Los budistas cuentan una historia sobre los momentos posteriores a la trascendencia de Buda hacia la iluminación. Cuando —tras treinta y nueve días de meditación— al fin cayó el velo de la ilusión y al gran maestro se le reveló el verdadero mecanismo del universo, parece ser que abrió los ojos y lo primero que dijo fue: «Esto no puede enseñarse». Pero entonces cambió de parecer y decidió que saldría al mundo, pese a todo, para intentar enseñar el ejercicio de la meditación a un pequeño puñado de estudiantes. Sabía que sólo a un escaso porcentaje de personas le servirían (o interesarían) sus enseñanzas. La mayoría de la humanidad, dijo, tiene los ojos velados por la cortina de la falsedad y jamás verá la verdad por mucho que intentemos ayudarlos. Unos pocos (como el padre de Sean, quizá) tienen una perspicacia y una tranquilidad natural que no precisan enseñanza ni asistencia alguna. Pero también están los que tienen los ojos ligeramente velados por la cortina de la falsedad, y que podrían, con la ayuda del maestro adecuado, llegar a ver con claridad algún día. Buda decidió que se haría maestro de esa pequeña minoría, de «los cegados por una leve cortina de polvo».

Espero encarecidamente ser una de esas personas cegadas sólo por una cortinilla de polvo, pero no lo sé. Sólo sé que me he visto abocada a buscar la paz interior en circunstancias que a los demás les pueden parecer algo drásticas. (Por ejemplo, cuando conté a un amigo mío de Nueva York que me iba a India a vivir en un ashram para buscar la paz divina, suspiró y me dijo: «Ah, pues hay una parte de mí que está deseando hacer eso mismo… pero la verdad es que no me apetece lo más mínimo»). Pero a mí me da la sensación de que no me queda más remedio. Llevo tantos años intentando hallar la satisfacción, histéricamente, probándolo todo, acumulando cosas, triunfando profesionalmente, que al final sólo he conseguido estar agotada. Si corres para intentar atrapar la vida, morirás en el intento. Si persigues al tiempo como si fuese un bandido, se acabará comportando como tal; siempre te sacará muchos metros o kilómetros de ventaja, se cambiará de nombre o de color de pelo para darte el esquinazo, se escabullirá por la puerta trasera del hotel justo cuando tú entras por la puerta principal con una orden de registro, dejando una colilla humeante en el cenicero para jorobar. En algún momento no te quedará más remedio que dejarlo, porque el tiempo no se va a parar nunca. Tendrás que admitir que no puedes darle caza. Y que, además, tampoco tienes por qué hacerlo. En algún momento, como siempre me dice Richard, tienes que aceptar las cosas como son y quedarte quieta y dejar que las cosas pasen solas.

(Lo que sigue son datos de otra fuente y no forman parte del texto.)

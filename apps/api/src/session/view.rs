// What a session currently shows: the goal input form, or a generated
// roadmap with its check-off state.

use std::collections::HashMap;

use crate::generation::advice::GenerateAdviceOutput;
use crate::models::roadmap::{ItemKind, Roadmap, RoadmapProgressData};

#[derive(Debug, Clone, Default)]
pub enum RoadmapView {
    #[default]
    Form,
    Display(DisplayState),
}

/// The roadmap being worked on, plus everything needed to persist it.
/// `advice_cache` is per-view only: it never survives a regeneration, a
/// resume, or a reset, and is never written to the store.
#[derive(Debug, Clone)]
pub struct DisplayState {
    pub roadmap: Roadmap,
    pub goal: String,
    pub current_skills: String,
    pub checked_items: HashMap<String, bool>,
    advice_cache: HashMap<usize, GenerateAdviceOutput>,
}

impl RoadmapView {
    /// Switches to display mode with a fresh advice cache.
    pub fn enter_display(
        &mut self,
        roadmap: Roadmap,
        goal: String,
        current_skills: String,
        checked_items: HashMap<String, bool>,
    ) {
        *self = RoadmapView::Display(DisplayState {
            roadmap,
            goal,
            current_skills,
            checked_items,
            advice_cache: HashMap::new(),
        });
    }

    /// Discards the current roadmap and returns to the input form.
    pub fn reset(&mut self) {
        *self = RoadmapView::Form;
    }

    pub fn display(&self) -> Option<&DisplayState> {
        match self {
            RoadmapView::Display(state) => Some(state),
            RoadmapView::Form => None,
        }
    }

    pub fn display_mut(&mut self) -> Option<&mut DisplayState> {
        match self {
            RoadmapView::Display(state) => Some(state),
            RoadmapView::Form => None,
        }
    }

    /// Clones the displayed roadmap into the document shape the store persists.
    pub fn snapshot(&self) -> Option<RoadmapProgressData> {
        self.display().map(|state| RoadmapProgressData {
            roadmap: state.roadmap.clone(),
            checked_items: state.checked_items.clone(),
            goal: state.goal.clone(),
            current_skills: state.current_skills.clone(),
        })
    }
}

impl DisplayState {
    /// Records a checkbox state. Unchecking keeps the key with `false` rather
    /// than removing it, matching the stored document shape.
    pub fn set_checked(&mut self, item_id: String, checked: bool) {
        self.checked_items.insert(item_id, checked);
    }

    /// Whether the given (kind, step, index) triple points at a real item in
    /// the displayed roadmap.
    pub fn contains_item(&self, kind: ItemKind, step_index: usize, item_index: usize) -> bool {
        let Some(step) = self.roadmap.get(step_index) else {
            return false;
        };
        match kind {
            ItemKind::Task => item_index < step.sub_tasks.len(),
            ItemKind::Resource => item_index < step.resources.len(),
        }
    }

    pub fn cached_advice(&self, step_index: usize) -> Option<&GenerateAdviceOutput> {
        self.advice_cache.get(&step_index)
    }

    pub fn cache_advice(&mut self, step_index: usize, advice: GenerateAdviceOutput) {
        self.advice_cache.insert(step_index, advice);
    }
}

#[cfg(test)]
mod tests {
    use super::*;
    use crate::models::roadmap::{Resource, RoadmapStep, StepIcon, SubTask};

    fn sample_roadmap() -> Roadmap {
        vec![RoadmapStep {
            title: "Master the Fundamentals".to_string(),
            duration: "2 Weeks".to_string(),
            description: "Build a solid base.".to_string(),
            icon: StepIcon::BookOpen,
            sub_tasks: vec![
                SubTask {
                    title: "Read the intro chapter".to_string(),
                },
                SubTask {
                    title: "Do the exercises".to_string(),
                },
            ],
            focus_techniques: vec!["Timebox research to 1 hour".to_string()],
            resources: vec![Resource {
                title: "Official docs".to_string(),
                url: "https://example.com/docs".to_string(),
            }],
        }]
    }

    fn sample_advice() -> GenerateAdviceOutput {
        GenerateAdviceOutput {
            advice: "Start small.".to_string(),
            focus_techniques: vec!["Pomodoro".to_string()],
        }
    }

    #[test]
    fn test_default_view_is_form() {
        let view = RoadmapView::default();
        assert!(view.display().is_none());
        assert!(view.snapshot().is_none());
    }

    #[test]
    fn test_enter_display_seeds_checked_items() {
        let mut view = RoadmapView::default();
        let mut checks = HashMap::new();
        checks.insert("task-0-0".to_string(), true);

        view.enter_display(
            sample_roadmap(),
            "Learn Rust".to_string(),
            "Some C experience".to_string(),
            checks,
        );

        let state = view.display().unwrap();
        assert_eq!(state.checked_items.get("task-0-0"), Some(&true));
        assert!(state.cached_advice(0).is_none());
    }

    #[test]
    fn test_unchecking_keeps_key_as_false() {
        let mut view = RoadmapView::default();
        view.enter_display(
            sample_roadmap(),
            "Learn Rust".to_string(),
            String::new(),
            HashMap::new(),
        );

        let state = view.display_mut().unwrap();
        state.set_checked("task-0-1".to_string(), true);
        state.set_checked("task-0-1".to_string(), false);

        assert_eq!(state.checked_items.get("task-0-1"), Some(&false));
        assert_eq!(state.checked_items.len(), 1);
    }

    #[test]
    fn test_contains_item_bounds() {
        let mut view = RoadmapView::default();
        view.enter_display(
            sample_roadmap(),
            "Learn Rust".to_string(),
            String::new(),
            HashMap::new(),
        );
        let state = view.display().unwrap();

        assert!(state.contains_item(ItemKind::Task, 0, 1));
        assert!(!state.contains_item(ItemKind::Task, 0, 2));
        assert!(state.contains_item(ItemKind::Resource, 0, 0));
        assert!(!state.contains_item(ItemKind::Resource, 0, 1));
        assert!(!state.contains_item(ItemKind::Task, 1, 0));
    }

    #[test]
    fn test_snapshot_matches_display() {
        let mut view = RoadmapView::default();
        view.enter_display(
            sample_roadmap(),
            "Learn Rust".to_string(),
            "Some C experience".to_string(),
            HashMap::new(),
        );
        view.display_mut()
            .unwrap()
            .set_checked("resource-0-0".to_string(), true);

        let snapshot = view.snapshot().unwrap();
        assert_eq!(snapshot.goal, "Learn Rust");
        assert_eq!(snapshot.current_skills, "Some C experience");
        assert_eq!(snapshot.roadmap, sample_roadmap());
        assert_eq!(snapshot.checked_items.get("resource-0-0"), Some(&true));
    }

    #[test]
    fn test_reset_discards_display() {
        let mut view = RoadmapView::default();
        view.enter_display(
            sample_roadmap(),
            "Learn Rust".to_string(),
            String::new(),
            HashMap::new(),
        );
        view.reset();
        assert!(view.display().is_none());
    }

    #[test]
    fn test_regeneration_clears_advice_cache() {
        let mut view = RoadmapView::default();
        view.enter_display(
            sample_roadmap(),
            "Learn Rust".to_string(),
            String::new(),
            HashMap::new(),
        );
        view.display_mut().unwrap().cache_advice(0, sample_advice());
        assert!(view.display().unwrap().cached_advice(0).is_some());

        view.enter_display(
            sample_roadmap(),
            "Learn Go".to_string(),
            String::new(),
            HashMap::new(),
        );
        assert!(view.display().unwrap().cached_advice(0).is_none());
    }
}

Pero eso de aceptar las cosas como son nos asusta mucho a los que creemos que el mundo se mueve porque tiene una manivela que movemos nosotros, y que si soltamos esa manivela un solo instante, pues… será el fin del universo. Pero déjalo ya, Zampa. Ése es el mensaje que tengo que asimilar. Quédate quietecita y deja de meterte en todo sin parar. Y a ver qué pasa. Seguro que los pájaros no van a dejar de volar y caer muertos del cielo, por ejemplo. Ni los árboles se van a marchitar y morir, ni los ríos se van a teñir de rojo sangre. La vida seguirá. Hasta la oficina de correos italiana seguirá funcionando a trancas y barrancas, yendo a su bola sin ti. ¿De dónde te has sacado eso de que tienes que ser la microdirectora del mundo entero a todas horas? ¿Por qué no lo dejas en paz?

Cuando oigo ese argumento, me suena convincente. Intelectualmente, me lo creo. En serio. Pero después me planteo —con ese anhelo inexorable, con toda mi histeria febril y ese absurdo carácter hambriento que tengo— ¿a qué voy a dedicar mi energía, entonces?

Para eso también recibo una respuesta:

Busca a Dios, me sugiere mi gurú. Busca a Dios como busca el agua un hombre con la cabeza en llamas.